Photo by Lynn Saville


What spurs creativity? A Columbia sociologist studied the teams behind 12,422 video games released worldwide from 1979, when the gaming industry started, to 2009, and found the most innovative teams were built around diverse experiences and knowledge.

David Stark, the Arthur Lehman Professor of Sociology, found that the most effective teams were comprised of people who had experience working together but different knowledge and skills. His findings, which can be applied to many types of teams—businesspeople, scientists, economists, musicians, engineers and more—show that prior social interactions enable groups to avoid intractable conflict while diverse expertise helps them avoid the pitfalls of “groupthink.”

In other words, the cognitive distance of diversity creates a friction—a productive friction in teams in which some members of the group had previously worked together. “It is this uneasy fit, a lack of harmony, which is innovative,” said Stark. “It is a mobilization of productive tension to create something exceptional. Misunderstandings and breakdowns in communication can be as important as a smooth exchange of ideas.”

In the study, “Game Changer: The Topology of Creativity,” published by the American Journal of Sociology, Stark, director of Columbia’s Center on Organizational Innovation, and two former doctoral students, Mathijs de Vaan (GSAS’15) of the University of California, Berkeley and Balazs Vedres (GSAS’04) of the Central European University, Budapest, measured inventiveness independently from critical acclaim to construct a third measure—whether or not a game was also a “game changer.”

Using this third measure as a benchmark, Stark and his team studied the career histories of 139,727 video game developers as well as 105 stylistic elements of the games.

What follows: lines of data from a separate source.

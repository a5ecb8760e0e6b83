use async_trait::async_trait;
use chrono::{DateTime, NaiveDateTime, SecondsFormat, Utc};
use reqwest::{Method, StatusCode};
use serde::{Deserialize, Serialize};
use std::collections::HashSet;
use std::time::Duration;

use crate::core::{
    broker::{BaseBroker, Broker},
    config::{ApiKeys, BrokerConfig},
    error::ExchangeError,
    types::*,
};

/// 单页K线最大条数
const BARS_PAGE_LIMIT: u32 = 10_000;
/// 翻页上限，防止服务端异常导致死循环
const MAX_BAR_PAGES: usize = 20;
/// 单页挂单最大条数（Alpaca 上限）
const OPEN_ORDERS_PAGE_LIMIT: usize = 500;
/// 挂单翻页上限
const MAX_ORDER_PAGES: usize = 20;

/// Alpaca 券商实现（交易 + 行情 REST v2）
pub struct AlpacaBroker {
    base: BaseBroker,
}

impl AlpacaBroker {
    /// 创建Alpaca实例
    pub fn new(
        config: BrokerConfig,
        api_keys: ApiKeys,
        timeout: Duration,
    ) -> std::result::Result<Self, ExchangeError> {
        let base = BaseBroker::new("alpaca".to_string(), config, api_keys, timeout)?;
        Ok(Self { base })
    }

    /// 发送认证请求到Alpaca
    async fn send_request<T, B>(
        &self,
        method: Method,
        url: &str,
        query: &[(&str, String)],
        body: Option<&B>,
    ) -> Result<T>
    where
        T: for<'de> Deserialize<'de>,
        B: Serialize + ?Sized,
    {
        let mut request = self
            .base
            .client
            .request(method, url)
            .header("APCA-API-KEY-ID", &self.base.api_keys.api_key)
            .header("APCA-API-SECRET-KEY", &self.base.api_keys.api_secret);

        if !query.is_empty() {
            request = request.query(query);
        }
        if let Some(body) = body {
            request = request.json(body);
        }

        let response = request.send().await?;
        let status = response.status();

        if status.is_success() {
            return Ok(response.json().await?);
        }

        let retry_after = response
            .headers()
            .get("retry-after")
            .and_then(|v| v.to_str().ok())
            .and_then(|v| v.parse::<u64>().ok());
        let error_text = response
            .text()
            .await
            .unwrap_or_else(|_| "未知错误".to_string());

        Err(map_error_status(status, error_text, retry_after))
    }

    fn trading_endpoint(&self, path: &str) -> String {
        format!("{}{}", self.base.config.trading_url.trim_end_matches('/'), path)
    }

    fn data_endpoint(&self, path: &str) -> String {
        format!("{}{}", self.base.config.data_url.trim_end_matches('/'), path)
    }
}

#[derive(Deserialize)]
struct AlpacaOrder {
    id: String,
    #[serde(default)]
    client_order_id: Option<String>,
    symbol: String,
    #[serde(default)]
    status: String,
    #[serde(default)]
    submitted_at: Option<String>,
}

#[derive(Deserialize)]
struct AlpacaPosition {
    symbol: String,
    qty: String,
}

#[derive(Deserialize)]
struct AlpacaBar {
    t: String,
    o: f64,
    h: f64,
    l: f64,
    c: f64,
    v: i64,
}

#[derive(Deserialize)]
struct AlpacaBarsPage {
    #[serde(default)]
    bars: Option<Vec<AlpacaBar>>,
    #[serde(default)]
    next_page_token: Option<String>,
}

#[derive(Serialize)]
struct TakeProfitLeg {
    limit_price: Price,
}

#[derive(Serialize)]
struct StopLossLeg {
    stop_price: Price,
}

/// Alpaca 括号单请求体
#[derive(Serialize)]
struct AlpacaBracketOrder<'a> {
    symbol: &'a str,
    qty: String,
    side: OrderSide,
    #[serde(rename = "type")]
    order_type: &'static str,
    time_in_force: TimeInForce,
    order_class: OrderClass,
    limit_price: Price,
    take_profit: TakeProfitLeg,
    stop_loss: StopLossLeg,
    client_order_id: &'a str,
}

impl<'a> From<&'a BracketOrderRequest> for AlpacaBracketOrder<'a> {
    fn from(req: &'a BracketOrderRequest) -> Self {
        Self {
            symbol: &req.symbol,
            qty: req.quantity.to_string(),
            side: req.side,
            order_type: "limit",
            time_in_force: req.time_in_force,
            order_class: req.order_class,
            limit_price: req.limit_price,
            take_profit: TakeProfitLeg {
                limit_price: req.take_profit_price,
            },
            stop_loss: StopLossLeg {
                stop_price: req.stop_loss_price,
            },
            client_order_id: &req.client_order_id,
        }
    }
}

/// 合并一页挂单后的翻页状态
#[derive(Debug, PartialEq)]
enum OrderPageCursor {
    /// 不满一页，已取完
    Done,
    /// 下一页的 `until`（本页最早的提交时间）
    Next(DateTime<Utc>),
    /// 满页但无法继续翻页
    Stalled,
}

/// 按 id 去重合并一页挂单（按提交时间倒序返回）
fn merge_open_orders(
    orders: &mut Vec<OpenOrder>,
    seen: &mut HashSet<String>,
    page: Vec<AlpacaOrder>,
) -> OrderPageCursor {
    let full = page.len() >= OPEN_ORDERS_PAGE_LIMIT;
    let mut added = 0;
    let mut oldest: Option<DateTime<Utc>> = None;

    for order in page {
        let submitted = order
            .submitted_at
            .as_deref()
            .and_then(|ts| DateTime::parse_from_rfc3339(ts).ok())
            .map(|ts| ts.with_timezone(&Utc));
        if let Some(ts) = submitted {
            oldest = Some(oldest.map_or(ts, |o| o.min(ts)));
        }
        if seen.insert(order.id.clone()) {
            orders.push(OpenOrder {
                id: order.id,
                symbol: order.symbol,
            });
            added += 1;
        }
    }

    match (full, oldest) {
        (false, _) => OrderPageCursor::Done,
        (true, Some(ts)) if added > 0 => OrderPageCursor::Next(ts),
        _ => OrderPageCursor::Stalled,
    }
}

fn map_error_status(status: StatusCode, message: String, retry_after: Option<u64>) -> ExchangeError {
    match status {
        StatusCode::UNAUTHORIZED | StatusCode::FORBIDDEN => ExchangeError::AuthError(message),
        StatusCode::TOO_MANY_REQUESTS => ExchangeError::RateLimitError(message, retry_after),
        _ => ExchangeError::ApiError {
            code: status.as_u16() as i32,
            message,
        },
    }
}

/// 解析K线时间戳，带时区按原样保留，不带时区的留给上层按UTC处理
fn parse_bar_timestamp(raw: &str) -> Result<RawTimestamp> {
    if let Ok(ts) = DateTime::parse_from_rfc3339(raw) {
        return Ok(RawTimestamp::Zoned(ts));
    }
    NaiveDateTime::parse_from_str(raw, "%Y-%m-%dT%H:%M:%S%.f")
        .or_else(|_| NaiveDateTime::parse_from_str(raw, "%Y-%m-%d %H:%M:%S"))
        .map(RawTimestamp::Naive)
        .map_err(|e| ExchangeError::ParseError(format!("无法解析K线时间 {}: {}", raw, e)))
}

fn convert_bar(bar: AlpacaBar) -> Result<RawBar> {
    Ok(RawBar {
        timestamp: parse_bar_timestamp(&bar.t)?,
        open: bar.o,
        high: bar.h,
        low: bar.l,
        close: bar.c,
        volume: bar.v,
    })
}

fn convert_position(position: AlpacaPosition) -> Result<Position> {
    let quantity = position.qty.trim().parse::<f64>().map_err(|e| {
        ExchangeError::ParseError(format!("持仓数量无效 {}={}: {}", position.symbol, position.qty, e))
    })?;
    Ok(Position {
        symbol: position.symbol,
        quantity,
    })
}

#[async_trait]
impl Broker for AlpacaBroker {
    fn name(&self) -> &str {
        &self.base.name
    }

    fn account_url(&self) -> &str {
        &self.base.config.trading_url
    }

    async fn list_open_orders(&self) -> Result<Vec<OpenOrder>> {
        let url = self.trading_endpoint("/v2/orders");
        let mut orders = Vec::new();
        let mut seen = HashSet::new();
        let mut until: Option<DateTime<Utc>> = None;

        for _ in 0..MAX_ORDER_PAGES {
            let mut query = vec![
                ("status", "open".to_string()),
                ("limit", OPEN_ORDERS_PAGE_LIMIT.to_string()),
                ("direction", "desc".to_string()),
            ];
            if let Some(ts) = until {
                query.push(("until", ts.to_rfc3339_opts(SecondsFormat::Micros, true)));
            }

            let page: Vec<AlpacaOrder> = self
                .send_request(Method::GET, &url, &query, None::<&()>)
                .await?;

            match merge_open_orders(&mut orders, &mut seen, page) {
                OrderPageCursor::Done => return Ok(orders),
                OrderPageCursor::Next(ts) => until = Some(ts),
                OrderPageCursor::Stalled => {
                    log::warn!("⚠️ 挂单满页但无法继续翻页，挂单列表可能不完整 (已取{}笔)", orders.len());
                    return Ok(orders);
                }
            }
        }

        log::warn!("⚠️ 挂单翻页超过{}页，已截断 (已取{}笔)", MAX_ORDER_PAGES, orders.len());
        Ok(orders)
    }

    async fn list_positions(&self) -> Result<Vec<Position>> {
        let url = self.trading_endpoint("/v2/positions");
        let positions: Vec<AlpacaPosition> = self
            .send_request(Method::GET, &url, &[], None::<&()>)
            .await?;

        positions.into_iter().map(convert_position).collect()
    }

    async fn get_minute_bars(
        &self,
        symbol: &str,
        start: DateTime<Utc>,
        end: DateTime<Utc>,
    ) -> Result<Vec<RawBar>> {
        let url = self.data_endpoint(&format!("/v2/stocks/{}/bars", symbol));
        let mut result = Vec::new();
        let mut page_token: Option<String> = None;

        for _ in 0..MAX_BAR_PAGES {
            let mut query = vec![
                ("timeframe", "1Min".to_string()),
                ("start", start.to_rfc3339_opts(SecondsFormat::Secs, true)),
                ("end", end.to_rfc3339_opts(SecondsFormat::Secs, true)),
                ("feed", self.base.config.feed.clone()),
                ("limit", BARS_PAGE_LIMIT.to_string()),
            ];
            if let Some(token) = &page_token {
                query.push(("page_token", token.clone()));
            }

            let page: AlpacaBarsPage = self
                .send_request(Method::GET, &url, &query, None::<&()>)
                .await?;

            for bar in page.bars.unwrap_or_default() {
                result.push(convert_bar(bar)?);
            }

            match page.next_page_token {
                Some(token) if !token.is_empty() => page_token = Some(token),
                _ => return Ok(result),
            }
        }

        log::warn!("{}: K线翻页超过{}页，已截断", symbol, MAX_BAR_PAGES);
        Ok(result)
    }

    async fn submit_bracket_order(&self, request: &BracketOrderRequest) -> Result<OrderAck> {
        let url = self.trading_endpoint("/v2/orders");
        let body = AlpacaBracketOrder::from(request);
        let order: AlpacaOrder = self
            .send_request(Method::POST, &url, &[], Some(&body))
            .await?;

        Ok(OrderAck {
            id: order.id,
            client_order_id: order.client_order_id,
            status: order.status,
        })
    }
}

A stylistic element, for example, is sidescrolling when characters move from left to right on the screen. The stylistic elements of each game as well as a complete list of the team members who developed it were recorded. In addition, each developer received a unique identification tag to enable the researchers to reconstruct his or her career in the industry.

The researchers found that video game developers who had collaborated on prior projects were often selected to join a team as a group. Teams, then, were comprised of multiple social groups. When groups overlapped—meaning some members had worked together before— and had dissimilar knowledge, their team was most likely to create video games that were inventive and critically acclaimed.

“Lots of teams can be creative without being successful and lots of teams can be successful without being creative,” says Stark. “In the development of video games, we found that the conditions for an innovative product require the overlap of prior experience together and the presence of cognitive diversity.”

He also suggests that team building itself can be a creative endeavor. If there are 10 people, don’t just split them evenly into groups of five. “Almost nobody thinks of creating two teams of six or seven, with some members serving on both,” he said. “Innovative organizations need overlap. It’s not enough to have a person who brokers between teams as a manager.”

Building on his video games research, Stark and his research team have begun studying almost a quarter century of jazz recording sessions— from 1945 to 1969. Among hundreds of thousands of musicians, they are looking for various patterns as people with a diversity of styles come together in a recording session.

Stark believes there is no magic formula for building an innovative team, but encourages managers to be flexible. “Find people with diverse working styles and professional backgrounds. But understand that will increase tension, so you have to find ways to build trust in the organization. That trust can come from having some people on the team who have worked together in the past.”